Please return all of the entries below exactly as they are written.

--- Extracted material ---

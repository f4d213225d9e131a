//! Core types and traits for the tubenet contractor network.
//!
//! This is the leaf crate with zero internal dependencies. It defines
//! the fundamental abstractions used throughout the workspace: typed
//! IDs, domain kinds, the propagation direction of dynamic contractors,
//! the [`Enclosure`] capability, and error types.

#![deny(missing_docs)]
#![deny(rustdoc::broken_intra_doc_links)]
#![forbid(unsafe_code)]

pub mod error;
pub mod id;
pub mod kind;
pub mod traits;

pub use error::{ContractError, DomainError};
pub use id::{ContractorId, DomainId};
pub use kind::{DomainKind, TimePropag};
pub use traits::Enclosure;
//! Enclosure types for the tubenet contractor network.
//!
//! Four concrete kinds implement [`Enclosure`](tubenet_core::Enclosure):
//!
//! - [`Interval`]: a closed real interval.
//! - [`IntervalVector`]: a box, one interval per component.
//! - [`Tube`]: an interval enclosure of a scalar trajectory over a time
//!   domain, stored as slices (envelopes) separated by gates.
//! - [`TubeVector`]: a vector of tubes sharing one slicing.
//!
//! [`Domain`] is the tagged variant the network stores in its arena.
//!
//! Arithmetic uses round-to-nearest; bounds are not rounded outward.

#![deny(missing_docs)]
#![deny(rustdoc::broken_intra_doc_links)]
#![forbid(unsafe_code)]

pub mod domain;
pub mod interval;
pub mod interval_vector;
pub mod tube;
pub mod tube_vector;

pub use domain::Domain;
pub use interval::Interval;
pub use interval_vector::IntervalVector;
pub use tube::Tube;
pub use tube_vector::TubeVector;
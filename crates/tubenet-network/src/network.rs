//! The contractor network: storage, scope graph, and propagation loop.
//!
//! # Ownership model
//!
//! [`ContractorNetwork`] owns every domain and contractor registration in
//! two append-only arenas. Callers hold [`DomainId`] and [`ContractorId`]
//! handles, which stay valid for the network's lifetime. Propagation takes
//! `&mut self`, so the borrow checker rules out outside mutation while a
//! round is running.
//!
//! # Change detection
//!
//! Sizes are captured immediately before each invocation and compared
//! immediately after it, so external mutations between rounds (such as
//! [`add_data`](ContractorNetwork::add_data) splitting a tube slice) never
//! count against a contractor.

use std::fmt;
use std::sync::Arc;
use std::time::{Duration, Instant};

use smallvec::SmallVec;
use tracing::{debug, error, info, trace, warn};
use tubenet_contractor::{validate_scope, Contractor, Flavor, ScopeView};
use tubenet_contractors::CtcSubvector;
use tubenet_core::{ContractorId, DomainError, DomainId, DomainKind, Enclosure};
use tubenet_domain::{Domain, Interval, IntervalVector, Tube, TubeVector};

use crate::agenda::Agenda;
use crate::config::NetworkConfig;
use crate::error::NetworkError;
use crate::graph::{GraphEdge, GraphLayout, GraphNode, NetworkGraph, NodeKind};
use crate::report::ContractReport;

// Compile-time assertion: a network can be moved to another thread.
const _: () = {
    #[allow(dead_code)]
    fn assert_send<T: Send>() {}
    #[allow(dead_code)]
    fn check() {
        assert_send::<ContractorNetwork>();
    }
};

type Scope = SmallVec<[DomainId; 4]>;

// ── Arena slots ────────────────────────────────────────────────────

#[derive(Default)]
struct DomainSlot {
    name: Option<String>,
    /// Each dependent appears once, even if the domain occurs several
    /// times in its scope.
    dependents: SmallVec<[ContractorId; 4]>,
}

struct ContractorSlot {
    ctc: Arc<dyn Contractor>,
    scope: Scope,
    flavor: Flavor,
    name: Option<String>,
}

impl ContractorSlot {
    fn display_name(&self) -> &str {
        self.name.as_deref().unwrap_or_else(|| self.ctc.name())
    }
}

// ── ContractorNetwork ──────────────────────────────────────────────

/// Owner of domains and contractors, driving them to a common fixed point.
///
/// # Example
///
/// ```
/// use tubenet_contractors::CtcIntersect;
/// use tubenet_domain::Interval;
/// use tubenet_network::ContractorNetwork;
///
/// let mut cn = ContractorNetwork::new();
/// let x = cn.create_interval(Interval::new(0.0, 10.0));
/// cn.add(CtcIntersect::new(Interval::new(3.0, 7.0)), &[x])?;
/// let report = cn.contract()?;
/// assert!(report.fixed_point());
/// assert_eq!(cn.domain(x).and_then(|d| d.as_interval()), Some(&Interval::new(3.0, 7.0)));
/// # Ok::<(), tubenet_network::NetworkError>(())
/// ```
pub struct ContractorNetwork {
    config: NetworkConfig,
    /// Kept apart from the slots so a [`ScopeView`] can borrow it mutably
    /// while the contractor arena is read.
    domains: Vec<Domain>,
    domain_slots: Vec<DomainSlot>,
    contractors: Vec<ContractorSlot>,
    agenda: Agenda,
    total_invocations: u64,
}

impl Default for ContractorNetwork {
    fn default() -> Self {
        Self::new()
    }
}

---

> [Answer to this problem]:
repository f4d213225d9e131a
//! Core types and traits for the tubenet contractor network.
//!
//! This is the leaf crate with zero internal dependencies. It defines
//! the fundamental abstractions used throughout the workspace: typed
//! IDs, domain kinds, the propagation direction of dynamic contractors,
//! the [`Enclosure`] capability, and error types.

#![deny(missing_docs)]
#![deny(rustdoc::broken_intra_doc_links)]
#![forbid(unsafe_code)]

pub mod error;
pub mod id;
pub mod kind;
pub mod traits;

pub use error::{ContractError, DomainError};
pub use id::{ContractorId, DomainId};
pub use kind::{DomainKind, TimePropag};
pub use traits::Enclosure;
//! Enclosure types for the tubenet contractor network.
//!
//! Four concrete kinds implement [`Enclosure`](tubenet_core::Enclosure):
//!
//! - [`Interval`]: a closed real interval.
//! - [`IntervalVector`]: a box, one interval per component.
//! - [`Tube`]: an interval enclosure of a scalar trajectory over a time
//!   domain, stored as slices (envelopes) separated by gates.
//! - [`TubeVector`]: a vector of tubes sharing one slicing.
//!
//! [`Domain`] is the tagged variant the network stores in its arena.
//!
//! Arithmetic uses round-to-nearest; bounds are not rounded outward.

#![deny(missing_docs)]
#![deny(rustdoc::broken_intra_doc_links)]
#![forbid(unsafe_code)]

pub mod domain;
pub mod interval;
pub mod interval_vector;
pub mod tube;
pub mod tube_vector;

pub use domain::Domain;
pub use interval::Interval;
pub use interval_vector::IntervalVector;
pub use tube::Tube;
pub use tube_vector::TubeVector;
filename crates/tubenet-network/src/network.rs
//! The contractor network: storage, scope graph, and propagation loop.
//!
//! # Ownership model
//!
//! [`ContractorNetwork`] owns every domain and contractor registration in
//! two append-only arenas. Callers hold [`DomainId`] and [`ContractorId`]
//! handles, which stay valid for the network's lifetime. Propagation takes
//! `&mut self`, so the borrow checker rules out outside mutation while a
//! round is running.
//!
//! # Change detection
//!
//! Sizes are captured immediately before each invocation and compared
//! immediately after it, so external mutations between rounds (such as
//! [`add_data`](ContractorNetwork::add_data) splitting a tube slice) never
//! count against a contractor.

use std::fmt;
use std::sync::Arc;
use std::time::{Duration, Instant};

use smallvec::SmallVec;
use tracing::{debug, error, info, trace, warn};
use tubenet_contractor::{validate_scope, Contractor, Flavor, ScopeView};
use tubenet_contractors::CtcSubvector;
use tubenet_core::{ContractorId, DomainError, DomainId, DomainKind, Enclosure};
use tubenet_domain::{Domain, Interval, IntervalVector, Tube, TubeVector};

use crate::agenda::Agenda;
use crate::config::NetworkConfig;
use crate::error::NetworkError;
use crate::graph::{GraphEdge, GraphLayout, GraphNode, NetworkGraph, NodeKind};
use crate::report::ContractReport;

// Compile-time assertion: a network can be moved to another thread.
const _: () = {
    #[allow(dead_code)]
    fn assert_send<T: Send>() {}
    #[allow(dead_code)]
    fn check() {
        assert_send::<ContractorNetwork>();
    }
};

type Scope = SmallVec<[DomainId; 4]>;

// ── Arena slots ────────────────────────────────────────────────────

#[derive(Default)]
struct DomainSlot {
    name: Option<String>,
    /// Each dependent appears once, even if the domain occurs several
    /// times in its scope.
    dependents: SmallVec<[ContractorId; 4]>,
}

struct ContractorSlot {
    ctc: Arc<dyn Contractor>,
    scope: Scope,
    flavor: Flavor,
    name: Option<String>,
}

impl ContractorSlot {
    fn display_name(&self) -> &str {
        self.name.as_deref().unwrap_or_else(|| self.ctc.name())
    }
}

// ── ContractorNetwork ──────────────────────────────────────────────

/// Owner of domains and contractors, driving them to a common fixed point.
///
/// # Example
///
/// ```
/// use tubenet_contractors::CtcIntersect;
/// use tubenet_domain::Interval;
/// use tubenet_network::ContractorNetwork;
///
/// let mut cn = ContractorNetwork::new();
/// let x = cn.create_interval(Interval::new(0.0, 10.0));
/// cn.add(CtcIntersect::new(Interval::new(3.0, 7.0)), &[x])?;
/// let report = cn.contract()?;
/// assert!(report.fixed_point());
/// assert_eq!(cn.domain(x).and_then(|d| d.as_interval()), Some(&Interval::new(3.0, 7.0)));
/// # Ok::<(), tubenet_network::NetworkError>(())
/// ```
pub struct ContractorNetwork {
    config: NetworkConfig,
    /// Kept apart from the slots so a [`ScopeView`] can borrow it mutably
    /// while the contractor arena is read.
    domains: Vec<Domain>,
    domain_slots: Vec<DomainSlot>,
    contractors: Vec<ContractorSlot>,
    agenda: Agenda,
    total_invocations: u64,
}

impl Default for ContractorNetwork {
    fn default() -> Self {
        Self::new()
    }
}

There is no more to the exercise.